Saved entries
┄┄┄┄┄┄┄┄┄┄
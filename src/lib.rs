//! # Convex QuickHull
//!
//! Convex hulls of 2D and 3D point sets with the QuickHull divide-and-conquer algorithm.
//!
//! - [`ConvexHull2d`] recursively splits the point set by the line through its
//!   leftmost and rightmost points and returns the hull polygon in clockwise order.
//! - [`ConvexHull3d`] grows a seed tetrahedron by repeatedly replacing a face with
//!   three faces joined at the face's farthest outside point, and returns the faces.
//!
//! When the dimension is only known at runtime, build a [`PointSet`] and
//! compute a [`ConvexHull`] from it.
//!
//! ## References
//!
//! - C. Bradford Barber et al. 1996. [The Quickhull Algorithm for Convex Hulls](https://www.cise.ufl.edu/~ungor/courses/fall06/papers/QuickHull.pdf) (the original paper)
//! - Dirk Gregorius. GDC 2014. [Physics for Game Programmers: Implementing Quickhull](https://archive.org/details/GDC2014Gregorius)

#![warn(missing_docs)]

mod config;
mod dim2;
mod dim3;
mod fixed_hasher;
mod point_set;

pub use config::{HullConfig, DEFAULT_EPSILON};
pub use dim2::{distance_point_to_line, is_left, ConvexHull2d};
pub use dim3::{
    compute_extremes, find_farthest_point, find_non_coplanar_points, plane_equation,
    tetrahedron_volume, ConvexHull3d, Edge, Plane, TriFace,
};
pub use point_set::{ConvexHull, PointSet};

use thiserror::Error;

/// An error returned during convex hull construction.
#[derive(Error, Debug, Clone, PartialEq)]
pub enum ConvexHullError {
    /// Too few points were given to build a polygon or polyhedron.
    #[error("at least {required} points are required to build a convex hull, got {actual}")]
    InsufficientPoints {
        /// The minimum number of points for the requested dimension.
        required: usize,
        /// The number of points given.
        actual: usize,
    },
    /// The given point set cannot produce a valid convex hull.
    #[error("degenerate input: {0}")]
    DegenerateInput(DegenerateInput),
    /// A point has a NaN or infinite coordinate.
    #[error("point {index} has a non-finite coordinate")]
    NonFinitePoint {
        /// The index of the offending point.
        index: usize,
    },
    /// Only 2D and 3D point sets are supported.
    #[error("unsupported dimension {0}, expected 2 or 3")]
    UnsupportedDimension(usize),
    /// A point does not have as many coordinates as the point set's dimension.
    #[error("point {index} has {actual} coordinates, expected {expected}")]
    MalformedPoint {
        /// The index of the offending point.
        index: usize,
        /// The dimension of the point set.
        expected: usize,
        /// The number of coordinates the point has.
        actual: usize,
    },
}

/// The type of degeneracy for when attempting to compute a convex hull for a point set.
#[derive(Error, Debug, Clone, Copy, PartialEq, Eq)]
pub enum DegenerateInput {
    /// The input points are approximately equal.
    #[error("points are coincident")]
    Coincident,
    /// The input points are approximately on the same line.
    #[error("points are collinear")]
    Collinear,
    /// The input points are approximately on the same plane.
    #[error("points are coplanar")]
    Coplanar,
}

#[cfg(test)]
mod tests {
    use super::*;

    #[test]
    fn error_messages() {
        let err = ConvexHullError::InsufficientPoints {
            required: 4,
            actual: 2,
        };
        assert_eq!(
            err.to_string(),
            "at least 4 points are required to build a convex hull, got 2"
        );

        let err = ConvexHullError::DegenerateInput(DegenerateInput::Coplanar);
        assert_eq!(err.to_string(), "degenerate input: points are coplanar");

        let err = ConvexHullError::MalformedPoint {
            index: 1,
            expected: 3,
            actual: 2,
        };
        assert_eq!(err.to_string(), "point 1 has 2 coordinates, expected 3");
    }
}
┄┄┄┄┄┄┄┄┄┄
:: Work task ::
The lines above that hold the word "MalformedPoint" are the ones to copy.

:: Solved problem ::
    MalformedPoint {
        let err = ConvexHullError::MalformedPoint {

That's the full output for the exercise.